Na ocasião, Valdete ficou receosa de aceitar a proposta por falta de tempo, pois ela trabalhava em outros dois jornais: O Mundo Português e O Dia. No entanto, encantada em escrever reportagens sobre questões raciais, voltou na decisão. Assim, ela se tornou colaboradora do impresso, que se orgulhava de se autointitular como um “jornal de pavio curto”, em 1988. 

Recorte de uma edição do jornal Maioria Falante, mídia impressa negra que Valdete Lima intitulava como um “jornal de pavio curto”, em 1988. 

Conhecido por ser o jornal dos negros, nordestinos, indígenas e das mulheres, o Maioria Falante surgiu a necessidade de debater a consciência negra no Brasil e combater o racismo através do jornalismo. “Fizemos matérias maravilhosas, eu fiz uma matéria enorme com a Elza Soares uma vez”, lembra a jornalista.

No jornal, ela atuou além de redatora como editora, revisora e diretora, tendo oportunidade de viajar para Nova York, em 1994, para aprender mais sobre o movimento negro americano que a inspirava. Na cidade norte-americana, estudou tradução e apoiou a construção da primeira biblioteca de literatura brasileira na cidade: a Brazilian Endowment of Arts, trabalhando como revisora no The Brasilians. 

Caso de amor: De Nova York a Rocinha

Nos EUA, Valdete conheceu novamente o amor ao lado do brasileiro Paulo Cesar de Melo. “Ele abria a porta do carro, um amor lindo e com costumes que a garotada de hoje em dia não têm”, ressalta.

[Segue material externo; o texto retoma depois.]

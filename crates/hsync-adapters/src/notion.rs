//! Notion destination adapter.
//!
//! API versions from `2025-09-03` split each database into data sources; the
//! schema lives on the data source and pages are created under it. Older pins
//! address the database directly.

use std::collections::BTreeMap;
use std::time::Duration;

use async_trait::async_trait;
use hsync_core::{
    normalize_timestamp, ColumnDef, ColumnSpec, ColumnType, ColumnWriteSet, ContainerCatalog,
    DestinationRecord, FilterPredicate, PropertyValue, WriteTarget,
};
use hsync_storage::{HttpClientConfig, JsonHttp};
use serde_json::{json, Map, Value as JsonValue};
use tracing::{debug, info};

use crate::{DestinationAdapter, DestinationError};

pub const DEFAULT_NOTION_VERSION: &str = "2025-09-03";
pub const NOTION_API_BASE: &str = "https://api.notion.com";

/// First version that exposes data sources.
const DATA_SOURCES_VERSION: &str = "2025-09-03";

#[derive(Debug, Clone)]
pub struct NotionConfig {
    pub token: String,
    pub version: String,
    pub base_url: String,
    pub timeout: Duration,
}

impl NotionConfig {
    pub fn new(token: impl Into<String>) -> Self {
        Self {
            token: token.into(),
            version: DEFAULT_NOTION_VERSION.to_string(),
            base_url: NOTION_API_BASE.to_string(),
            timeout: Duration::from_secs(30),
        }
    }

    /// Version pins are ISO dates, so lexical order is chronological.
    pub fn uses_data_sources(&self) -> bool {
        self.version.as_str() >= DATA_SOURCES_VERSION
    }
}

pub struct NotionDestination {
    http: JsonHttp,
    data_sources: bool,
}

impl NotionDestination {
    pub fn new(config: NotionConfig) -> Result<Self, DestinationError> {
        let data_sources = config.uses_data_sources();
        let http = JsonHttp::new(HttpClientConfig {
            base_url: config.base_url,
            timeout: config.timeout,
            user_agent: Some(format!("hsync/{}", env!("CARGO_PKG_VERSION"))),
            bearer_token: Some(config.token),
            headers: vec![("Notion-Version".to_string(), config.version)],
        })
        .map_err(DestinationError::Transport)?;
        Ok(Self { http, data_sources })
    }

    fn target_path(target: &WriteTarget) -> String {
        match target {
            WriteTarget::Database(id) => format!("/v1/databases/{id}"),
            WriteTarget::DataSource(id) => format!("/v1/data_sources/{id}"),
        }
    }
}

#[async_trait]
impl DestinationAdapter for NotionDestination {
    async fn retrieve_schema(&self, container_id: &str) -> Result<ContainerCatalog, DestinationError> {
        let database = self.http.get(&format!("/v1/databases/{container_id}")).await?;
        let title = plain_text(database.get("title"));

        if !self.data_sources {
            return Ok(ContainerCatalog {
                container_id: container_id.to_string(),
                title,
                target: WriteTarget::Database(container_id.to_string()),
                columns: decode_columns(database.get("properties"))?,
            });
        }

        let data_source_id = database
            .get("data_sources")
            .and_then(|v| v.as_array())
            .and_then(|sources| sources.first())
            .and_then(|source| source.get("id"))
            .and_then(|id| id.as_str())
            .ok_or_else(|| DestinationError::NoDataSource {
                container_id: container_id.to_string(),
            })?
            .to_string();
        debug!(container = %container_id, data_source = %data_source_id, "resolved data source");

        let data_source = self
            .http
            .get(&format!("/v1/data_sources/{data_source_id}"))
            .await?;
        Ok(ContainerCatalog {
            container_id: container_id.to_string(),
            title,
            target: WriteTarget::DataSource(data_source_id),
            columns: decode_columns(data_source.get("properties"))?,
        })
    }

    async fn query(
        &self,
        target: &WriteTarget,
        filter: &[FilterPredicate],
    ) -> Result<Vec<DestinationRecord>, DestinationError> {
        let body = json!({
            "filter": { "and": filter.iter().map(encode_filter).collect::<Vec<_>>() },
            "page_size": 2,
        });
        let response = self
            .http
            .post(&format!("{}/query", Self::target_path(target)), &body)
            .await?;
        response
            .get("results")
            .and_then(|v| v.as_array())
            .ok_or_else(|| DestinationError::Malformed("query response has no results".to_string()))?
            .iter()
            .map(decode_page)
            .collect()
    }

    async fn create(
        &self,
        target: &WriteTarget,
        properties: &ColumnWriteSet,
        icon: Option<&str>,
    ) -> Result<String, DestinationError> {
        let parent = match target {
            WriteTarget::Database(id) => json!({ "type": "database_id", "database_id": id }),
            WriteTarget::DataSource(id) => json!({ "type": "data_source_id", "data_source_id": id }),
        };
        let mut body = json!({
            "parent": parent,
            "properties": encode_properties(properties),
        });
        if let Some(emoji) = icon {
            body["icon"] = json!({ "type": "emoji", "emoji": emoji });
        }
        let page = self.http.post("/v1/pages", &body).await?;
        page.get("id")
            .and_then(|v| v.as_str())
            .map(ToString::to_string)
            .ok_or_else(|| DestinationError::Malformed("created page has no id".to_string()))
    }

    async fn update(&self, record_id: &str, properties: &ColumnWriteSet) -> Result<(), DestinationError> {
        self.http
            .patch(
                &format!("/v1/pages/{record_id}"),
                &json!({ "properties": encode_properties(properties) }),
            )
            .await?;
        Ok(())
    }

    async fn add_columns(&self, target: &WriteTarget, columns: &[ColumnSpec]) -> Result<(), DestinationError> {
        if columns.is_empty() {
            return Ok(());
        }
        let properties: Map<String, JsonValue> = columns
            .iter()
            .map(|column| {
                let mut definition = Map::new();
                definition.insert(column.column_type.as_api_str().to_string(), json!({}));
                (column.name.clone(), JsonValue::Object(definition))
            })
            .collect();
        self.http
            .patch(&Self::target_path(target), &json!({ "properties": properties }))
            .await?;
        info!(target = %target.id(), added = columns.len(), "requested missing columns");
        Ok(())
    }
}

fn decode_columns(properties: Option<&JsonValue>) -> Result<Vec<ColumnDef>, DestinationError> {
    let properties = properties
        .and_then(|v| v.as_object())
        .ok_or_else(|| DestinationError::Malformed("schema response has no properties".to_string()))?;
    Ok(properties
        .iter()
        .map(|(name, definition)| ColumnDef {
            name: name.clone(),
            id: definition
                .get("id")
                .and_then(|v| v.as_str())
                .unwrap_or_default()
                .to_string(),
            column_type: ColumnType::from_api(
                definition.get("type").and_then(|v| v.as_str()).unwrap_or_default(),
            ),
        })
        .collect())
}

/// Concatenated `plain_text` of a rich-text array; `None` when blank.
fn plain_text(value: Option<&JsonValue>) -> Option<String> {
    let text: String = value?
        .as_array()?
        .iter()
        .filter_map(|span| {
            span.get("plain_text")
                .or_else(|| span.pointer("/text/content"))
                .and_then(|v| v.as_str())
        })
        .collect();
    if text.is_empty() {
        None
    } else {
        Some(text)
    }
}

/// Stored value of one page property. Unsupported property kinds yield `None`.
pub fn decode_property(property: &JsonValue) -> Option<PropertyValue> {
    let kind = property.get("type")?.as_str()?;
    let value = property.get(kind);
    let decoded = match kind {
        "number" => value
            .and_then(|v| v.as_f64())
            .map(PropertyValue::Number)
            .unwrap_or(PropertyValue::Empty),
        "title" => plain_text(value).map(PropertyValue::Title).unwrap_or(PropertyValue::Empty),
        "rich_text" => plain_text(value).map(PropertyValue::Text).unwrap_or(PropertyValue::Empty),
        "select" => value
            .and_then(|v| v.get("name"))
            .and_then(|v| v.as_str())
            .map(|name| PropertyValue::Text(name.to_string()))
            .unwrap_or(PropertyValue::Empty),
        "date" => value
            .and_then(|v| v.get("start"))
            .and_then(|v| v.as_str())
            .and_then(normalize_timestamp)
            .map(PropertyValue::Date)
            .unwrap_or(PropertyValue::Empty),
        _ => return None,
    };
    Some(decoded)
}

fn decode_page(page: &JsonValue) -> Result<DestinationRecord, DestinationError> {
    let id = page
        .get("id")
        .and_then(|v| v.as_str())
        .ok_or_else(|| DestinationError::Malformed("page has no id".to_string()))?
        .to_string();
    let properties: BTreeMap<String, PropertyValue> = page
        .get("properties")
        .and_then(|v| v.as_object())
        .map(|props| {
            props
                .iter()
                .filter_map(|(name, property)| decode_property(property).map(|value| (name.clone(), value)))
                .collect()
        })
        .unwrap_or_default();
    Ok(DestinationRecord { id, properties })
}

/// Property payload for a write; empty values are not sent.
pub fn encode_property(value: &PropertyValue) -> Option<JsonValue> {
    match value {
        PropertyValue::Number(n) => Some(json!({ "number": n })),
        PropertyValue::Title(text) => Some(json!({ "title": [{ "text": { "content": text } }] })),
        PropertyValue::Text(text) => Some(json!({ "rich_text": [{ "text": { "content": text } }] })),
        PropertyValue::Date(start) => Some(json!({ "date": { "start": start } })),
        PropertyValue::Empty => None,
    }
}

fn encode_properties(properties: &ColumnWriteSet) -> JsonValue {
    let encoded: Map<String, JsonValue> = properties
        .iter()
        .filter_map(|(name, value)| encode_property(value).map(|v| (name.clone(), v)))
        .collect();
    JsonValue::Object(encoded)
}

pub fn encode_filter(predicate: &FilterPredicate) -> JsonValue {
    let operand = match &predicate.value {
        PropertyValue::Number(n) => json!(n),
        PropertyValue::Title(s) | PropertyValue::Text(s) | PropertyValue::Date(s) => json!(s),
        PropertyValue::Empty => JsonValue::Null,
    };
    let condition = if predicate.value.is_empty() {
        json!({ "is_empty": true })
    } else {
        json!({ "equals": operand })
    };
    let mut filter = Map::new();
    filter.insert("property".to_string(), json!(predicate.column));
    filter.insert(predicate.column_type.as_api_str().to_string(), condition);
    JsonValue::Object(filter)
}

Mas, a saudade bateu e decidiu voltar ao Brasil.

“Falei assim: ‘olha eu vou me embora porque eu preciso conhecer meus netos. Sou canceriana, muito mãe, amiga’. Eu não pensei que ia ficar tanto tempo longe da minha família”, explica ao se recordar do diálogo que teve com o namorado.

Em 2011, após a morte da mãe, Valdete se estabeleceu na cidade de Iguabinha, na Região dos Lagos. Até que, no final do ano de 2012, o antigo amor retornou ao Brasil para reencontrar Valdete. “A primeira vez que ele visitou a Rocinha para encontrar a minha família, ele se apaixonou pela favela: ‘nega, a gente podia morar aqui”, conta.

Já em janeiro de 2013, ela retornou para a favela em que cresceu ao lado do grande amor. Porém, uma semana após a mudança, aos 66 anos, Paulo César, morreu em casa. Foi imersa nesta tristeza que Valdete conheceu a Casa Naná, um ambiente de convivência para pessoas idosas, onde ela presta voluntariado.

“Isso me faz um bem danado [trabalhar na Casa Nana], porque como eu tive uma vida muito intensa, ficar em casa, lavando, cozinhando…Eu não nasci pra isso de jeito nenhum, nem se tivesse marido”, garante às gargalhadas.